Your goal
Copy the data below verbatim, leaving no line out.

Provided material
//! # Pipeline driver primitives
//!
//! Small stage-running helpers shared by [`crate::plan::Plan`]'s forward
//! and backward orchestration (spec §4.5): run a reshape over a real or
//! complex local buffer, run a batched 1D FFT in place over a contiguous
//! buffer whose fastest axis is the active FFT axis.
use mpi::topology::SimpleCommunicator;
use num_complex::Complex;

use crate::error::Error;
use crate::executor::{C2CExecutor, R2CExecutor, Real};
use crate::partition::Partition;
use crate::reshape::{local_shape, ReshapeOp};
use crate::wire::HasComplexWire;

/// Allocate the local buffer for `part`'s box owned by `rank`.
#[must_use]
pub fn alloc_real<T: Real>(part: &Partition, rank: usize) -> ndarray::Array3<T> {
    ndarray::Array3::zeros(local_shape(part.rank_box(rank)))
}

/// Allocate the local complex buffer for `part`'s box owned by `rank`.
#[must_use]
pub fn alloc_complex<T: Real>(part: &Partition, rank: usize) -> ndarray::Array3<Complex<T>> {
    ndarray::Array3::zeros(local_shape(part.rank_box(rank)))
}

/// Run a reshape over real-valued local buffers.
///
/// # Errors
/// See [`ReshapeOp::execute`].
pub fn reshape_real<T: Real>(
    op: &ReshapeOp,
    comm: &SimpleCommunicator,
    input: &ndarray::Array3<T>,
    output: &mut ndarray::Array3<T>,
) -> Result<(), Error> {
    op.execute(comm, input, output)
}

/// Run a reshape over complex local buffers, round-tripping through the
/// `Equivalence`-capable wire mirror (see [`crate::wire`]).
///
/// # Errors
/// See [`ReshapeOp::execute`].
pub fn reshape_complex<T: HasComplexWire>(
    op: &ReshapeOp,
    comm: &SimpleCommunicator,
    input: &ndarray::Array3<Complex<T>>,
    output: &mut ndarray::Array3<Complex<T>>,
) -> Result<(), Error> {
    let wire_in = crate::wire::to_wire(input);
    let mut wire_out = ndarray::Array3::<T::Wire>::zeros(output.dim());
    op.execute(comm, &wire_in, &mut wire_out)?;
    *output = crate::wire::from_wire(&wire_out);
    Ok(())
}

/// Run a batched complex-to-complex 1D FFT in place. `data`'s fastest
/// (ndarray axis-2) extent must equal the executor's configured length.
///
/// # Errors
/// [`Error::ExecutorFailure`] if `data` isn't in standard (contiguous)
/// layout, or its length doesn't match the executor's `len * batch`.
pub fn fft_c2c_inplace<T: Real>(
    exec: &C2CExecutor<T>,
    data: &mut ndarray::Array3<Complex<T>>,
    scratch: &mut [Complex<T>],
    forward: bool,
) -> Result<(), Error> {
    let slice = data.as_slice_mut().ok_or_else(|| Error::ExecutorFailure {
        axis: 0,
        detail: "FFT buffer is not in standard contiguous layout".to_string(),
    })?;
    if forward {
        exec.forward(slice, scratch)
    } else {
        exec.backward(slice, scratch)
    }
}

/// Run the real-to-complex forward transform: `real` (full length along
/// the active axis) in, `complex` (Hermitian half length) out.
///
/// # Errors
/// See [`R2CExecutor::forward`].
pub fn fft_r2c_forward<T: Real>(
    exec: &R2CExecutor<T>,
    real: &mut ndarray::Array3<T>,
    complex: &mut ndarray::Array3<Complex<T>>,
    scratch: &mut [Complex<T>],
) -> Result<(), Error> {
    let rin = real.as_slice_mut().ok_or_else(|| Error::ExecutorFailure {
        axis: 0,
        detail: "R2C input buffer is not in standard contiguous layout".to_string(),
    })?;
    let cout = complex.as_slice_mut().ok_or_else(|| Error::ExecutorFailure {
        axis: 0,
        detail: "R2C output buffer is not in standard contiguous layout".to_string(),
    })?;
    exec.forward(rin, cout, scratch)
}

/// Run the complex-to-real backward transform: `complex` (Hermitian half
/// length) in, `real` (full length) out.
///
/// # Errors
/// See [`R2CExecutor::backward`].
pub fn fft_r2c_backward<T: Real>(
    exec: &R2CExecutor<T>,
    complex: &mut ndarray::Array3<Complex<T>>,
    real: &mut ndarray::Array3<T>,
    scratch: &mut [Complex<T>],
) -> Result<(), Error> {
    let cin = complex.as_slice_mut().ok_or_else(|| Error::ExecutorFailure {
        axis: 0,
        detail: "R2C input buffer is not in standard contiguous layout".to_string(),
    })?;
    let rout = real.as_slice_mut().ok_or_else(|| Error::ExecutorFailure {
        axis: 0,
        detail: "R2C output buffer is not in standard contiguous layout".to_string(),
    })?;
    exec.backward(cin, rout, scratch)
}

The completed task
//! # Pipeline driver primitives
//!
//! Small stage-running helpers shared by [`crate::plan::Plan`]'s forward
//! and backward orchestration (spec §4.5): run a reshape over a real or
//! complex local buffer, run a batched 1D FFT in place over a contiguous
//! buffer whose fastest axis is the active FFT axis.
use mpi::topology::SimpleCommunicator;
use num_complex::Complex;

use crate::error::Error;
use crate::executor::{C2CExecutor, R2CExecutor, Real};
use crate::partition::Partition;
use crate::reshape::{local_shape, ReshapeOp};
use crate::wire::HasComplexWire;

/// Allocate the local buffer for `part`'s box owned by `rank`.
#[must_use]
pub fn alloc_real<T: Real>(part: &Partition, rank: usize) -> ndarray::Array3<T> {
    ndarray::Array3::zeros(local_shape(part.rank_box(rank)))
}

/// Allocate the local complex buffer for `part`'s box owned by `rank`.
#[must_use]
pub fn alloc_complex<T: Real>(part: &Partition, rank: usize) -> ndarray::Array3<Complex<T>> {
    ndarray::Array3::zeros(local_shape(part.rank_box(rank)))
}

/// Run a reshape over real-valued local buffers.
///
/// # Errors
/// See [`ReshapeOp::execute`].
pub fn reshape_real<T: Real>(
    op: &ReshapeOp,
    comm: &SimpleCommunicator,
    input: &ndarray::Array3<T>,
    output: &mut ndarray::Array3<T>,
) -> Result<(), Error> {
    op.execute(comm, input, output)
}

/// Run a reshape over complex local buffers, round-tripping through the
/// `Equivalence`-capable wire mirror (see [`crate::wire`]).
///
/// # Errors
/// See [`ReshapeOp::execute`].
pub fn reshape_complex<T: HasComplexWire>(
    op: &ReshapeOp,
    comm: &SimpleCommunicator,
    input: &ndarray::Array3<Complex<T>>,
    output: &mut ndarray::Array3<Complex<T>>,
) -> Result<(), Error> {
    let wire_in = crate::wire::to_wire(input);
    let mut wire_out = ndarray::Array3::<T::Wire>::zeros(output.dim());
    op.execute(comm, &wire_in, &mut wire_out)?;
    *output = crate::wire::from_wire(&wire_out);
    Ok(())
}

/// Run a batched complex-to-complex 1D FFT in place. `data`'s fastest
/// (ndarray axis-2) extent must equal the executor's configured length.
///
/// # Errors
/// [`Error::ExecutorFailure`] if `data` isn't in standard (contiguous)
/// layout, or its length doesn't match the executor's `len * batch`.
pub fn fft_c2c_inplace<T: Real>(
    exec: &C2CExecutor<T>,
    data: &mut ndarray::Array3<Complex<T>>,
    scratch: &mut [Complex<T>],
    forward: bool,
) -> Result<(), Error> {
    let slice = data.as_slice_mut().ok_or_else(|| Error::ExecutorFailure {
        axis: 0,
        detail: "FFT buffer is not in standard contiguous layout".to_string(),
    })?;
    if forward {
        exec.forward(slice, scratch)
    } else {
        exec.backward(slice, scratch)
    }
}

/// Run the real-to-complex forward transform: `real` (full length along
/// the active axis) in, `complex` (Hermitian half length) out.
///
/// # Errors
/// See [`R2CExecutor::forward`].
pub fn fft_r2c_forward<T: Real>(
    exec: &R2CExecutor<T>,
    real: &mut ndarray::Array3<T>,
    complex: &mut ndarray::Array3<Complex<T>>,
    scratch: &mut [Complex<T>],
) -> Result<(), Error> {
    let rin = real.as_slice_mut().ok_or_else(|| Error::ExecutorFailure {
        axis: 0,
        detail: "R2C input buffer is not in standard contiguous layout".to_string(),
    })?;
    let cout = complex.as_slice_mut().ok_or_else(|| Error::ExecutorFailure {
        axis: 0,
        detail: "R2C output buffer is not in standard contiguous layout".to_string(),
    })?;
    exec.forward(rin, cout, scratch)
}

/// Run the complex-to-real backward transform: `complex` (Hermitian half
/// length) in, `real` (full length) out.
///
/// # Errors
/// See [`R2CExecutor::backward`].
pub fn fft_r2c_backward<T: Real>(
    exec: &R2CExecutor<T>,
    complex: &mut ndarray::Array3<Complex<T>>,
    real: &mut ndarray::Array3<T>,
    scratch: &mut [Complex<T>],
) -> Result<(), Error> {
    let cin = complex.as_slice_mut().ok_or_else(|| Error::ExecutorFailure {
        axis: 0,
        detail: "R2C input buffer is not in standard contiguous layout".to_string(),
    })?;
    let rout = real.as_slice_mut().ok_or_else(|| Error::ExecutorFailure {
        axis: 0,
        detail: "R2C output buffer is not in standard contiguous layout".to_string(),
    })?;
    exec.backward(cin, rout, scratch)
}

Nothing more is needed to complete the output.